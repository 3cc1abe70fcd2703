//! Single-resource fetchers with {data, loading, error} state
//! 带有 {data, loading, error} 状态的单资源获取器
//!
//! A fetcher issues one read for its resource and keeps the last good data
//! when a later read fails.
//! 获取器为其资源发出一次读取，后续读取失败时保留上一次的有效数据。

use std::sync::Arc;

use parking_lot::RwLock;
use serde::Serialize;
use serde_json::Value;
use tracing::{debug, warn};

use super::error::{ContentError, ContentResult};
use super::model::{
    button_text, find_section, partition_team, AboutContent, ButtonLabel, EventCard,
    FooterContent, GalleryImage, HeroContent, OnboardingContent, SectionContent, Statistic,
    TeamMember,
};
use super::raw;
use super::resource::Resource;
use crate::backend::{ContentBackend, SelectQuery};

/// Turns the rows of one query into a view model / 将一次查询的行转换为视图模型
pub type Transform<T> = fn(Vec<Value>) -> ContentResult<T>;

/// Observable fetch state / 可观察的获取状态
#[derive(Debug, Clone, PartialEq, Serialize)]
pub struct FetchState<T> {
    pub data: Option<T>,
    pub loading: bool,
    pub error: Option<String>,
}

impl<T> Default for FetchState<T> {
    fn default() -> Self {
        Self {
            data: None,
            loading: false,
            error: None,
        }
    }
}

impl<T> FetchState<T> {
    /// Mark a fetch as started; data is kept / 标记获取开始，保留数据
    pub fn begin(&mut self) {
        self.loading = true;
        self.error = None;
    }

    /// Settle a fetch; on error the previous data stays
    /// 结束获取；出错时保留之前的数据
    pub fn settle(&mut self, result: ContentResult<T>) {
        match result {
            Ok(data) => self.data = Some(data),
            Err(e) => self.error = Some(e.to_string()),
        }
        self.loading = false;
    }
}

/// Fetcher for one resource / 单个资源的获取器
#[derive(Debug)]
pub struct ResourceFetcher<T> {
    backend: Arc<dyn ContentBackend>,
    resource: Resource,
    query: SelectQuery,
    transform: Transform<T>,
    state: RwLock<FetchState<T>>,
}

impl<T: Clone> ResourceFetcher<T> {
    pub fn new(
        backend: Arc<dyn ContentBackend>,
        resource: Resource,
        query: SelectQuery,
        transform: Transform<T>,
    ) -> Self {
        Self {
            backend,
            resource,
            query,
            transform,
            state: RwLock::new(FetchState::default()),
        }
    }

    pub fn resource(&self) -> Resource {
        self.resource
    }

    pub fn state(&self) -> FetchState<T> {
        self.state.read().clone()
    }

    pub fn data(&self) -> Option<T> {
        self.state.read().data.clone()
    }

    pub fn loading(&self) -> bool {
        self.state.read().loading
    }

    pub fn error(&self) -> Option<String> {
        self.state.read().error.clone()
    }

    /// Run the query and transform again / 重新执行查询与转换
    pub async fn refetch(&self) -> FetchState<T> {
        self.state.write().begin();

        let result = self.load().await;
        if let Err(e) = &result {
            warn!(resource = %self.resource, error = %e, "Resource fetch failed");
        } else {
            debug!(resource = %self.resource, "Resource fetched");
        }

        let mut state = self.state.write();
        state.settle(result);
        state.clone()
    }

    async fn load(&self) -> ContentResult<T> {
        let rows = self
            .backend
            .select(self.resource.table(), &self.query)
            .await
            .map_err(|e| ContentError::query(self.resource, e))?;
        (self.transform)(rows)
    }
}

impl ResourceFetcher<Vec<TeamMember>> {
    /// Staff partition of the current data / 当前数据中的教职工分组
    pub fn staff(&self) -> Vec<TeamMember> {
        let state = self.state.read();
        partition_team(state.data.as_deref().unwrap_or_default()).0
    }

    /// Student partition of the current data / 当前数据中的学生分组
    pub fn students(&self) -> Vec<TeamMember> {
        let state = self.state.read();
        partition_team(state.data.as_deref().unwrap_or_default()).1
    }
}

impl ResourceFetcher<Vec<SectionContent>> {
    pub fn get_by_key(&self, key: &str) -> Option<SectionContent> {
        let state = self.state.read();
        find_section(state.data.as_deref().unwrap_or_default(), key).cloned()
    }
}

impl ResourceFetcher<Vec<ButtonLabel>> {
    /// Button text, empty when unknown / 按钮文本，未知时为空
    pub fn text_for(&self, key: &str) -> String {
        let state = self.state.read();
        button_text(state.data.as_deref().unwrap_or_default(), key).to_string()
    }
}

fn fetcher_for<T: Clone>(
    backend: Arc<dyn ContentBackend>,
    resource: Resource,
    transform: Transform<T>,
) -> ResourceFetcher<T> {
    ResourceFetcher::new(backend, resource, resource.query(), transform)
}

pub fn hero_content(backend: Arc<dyn ContentBackend>) -> ResourceFetcher<HeroContent> {
    fetcher_for(backend, Resource::HeroContent, raw::hero_content)
}

pub fn about_content(backend: Arc<dyn ContentBackend>) -> ResourceFetcher<AboutContent> {
    fetcher_for(backend, Resource::AboutContent, raw::about_content)
}

pub fn onboarding_content(backend: Arc<dyn ContentBackend>) -> ResourceFetcher<OnboardingContent> {
    fetcher_for(backend, Resource::OnboardingContent, raw::onboarding_content)
}

pub fn footer_content(backend: Arc<dyn ContentBackend>) -> ResourceFetcher<FooterContent> {
    fetcher_for(backend, Resource::FooterContent, raw::footer_content)
}

pub fn statistics(backend: Arc<dyn ContentBackend>) -> ResourceFetcher<Vec<Statistic>> {
    fetcher_for(backend, Resource::Statistics, raw::statistics)
}

pub fn team_members(backend: Arc<dyn ContentBackend>) -> ResourceFetcher<Vec<TeamMember>> {
    fetcher_for(backend, Resource::TeamMembers, raw::team_members)
}

pub fn events(backend: Arc<dyn ContentBackend>) -> ResourceFetcher<Vec<EventCard>> {
    fetcher_for(backend, Resource::Events, raw::events)
}

pub fn gallery_images(backend: Arc<dyn ContentBackend>) -> ResourceFetcher<Vec<GalleryImage>> {
    fetcher_for(backend, Resource::GalleryImages, raw::gallery_images)
}

/// Gallery preview: only `image_url`, as a plain URL list
/// 图库预览：仅选择 `image_url`，返回URL列表
pub fn gallery_preview(backend: Arc<dyn ContentBackend>) -> ResourceFetcher<Vec<String>> {
    ResourceFetcher::new(
        backend,
        Resource::GalleryImages,
        SelectQuery::columns("image_url").order_asc("order"),
        raw::gallery_urls,
    )
}

pub fn section_content(backend: Arc<dyn ContentBackend>) -> ResourceFetcher<Vec<SectionContent>> {
    fetcher_for(backend, Resource::SectionContent, raw::section_content)
}

pub fn button_labels(backend: Arc<dyn ContentBackend>) -> ResourceFetcher<Vec<ButtonLabel>> {
    fetcher_for(backend, Resource::ButtonLabels, raw::button_labels)
}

Work instructions: Reproduce exactly the line containing "pub fn button_labels(backend: Arc<dyn" and all lines after it through the end of the listing above; leave out every earlier line.

Expected output:
pub fn button_labels(backend: Arc<dyn ContentBackend>) -> ResourceFetcher<Vec<ButtonLabel>> {
    fetcher_for(backend, Resource::ButtonLabels, raw::button_labels)
}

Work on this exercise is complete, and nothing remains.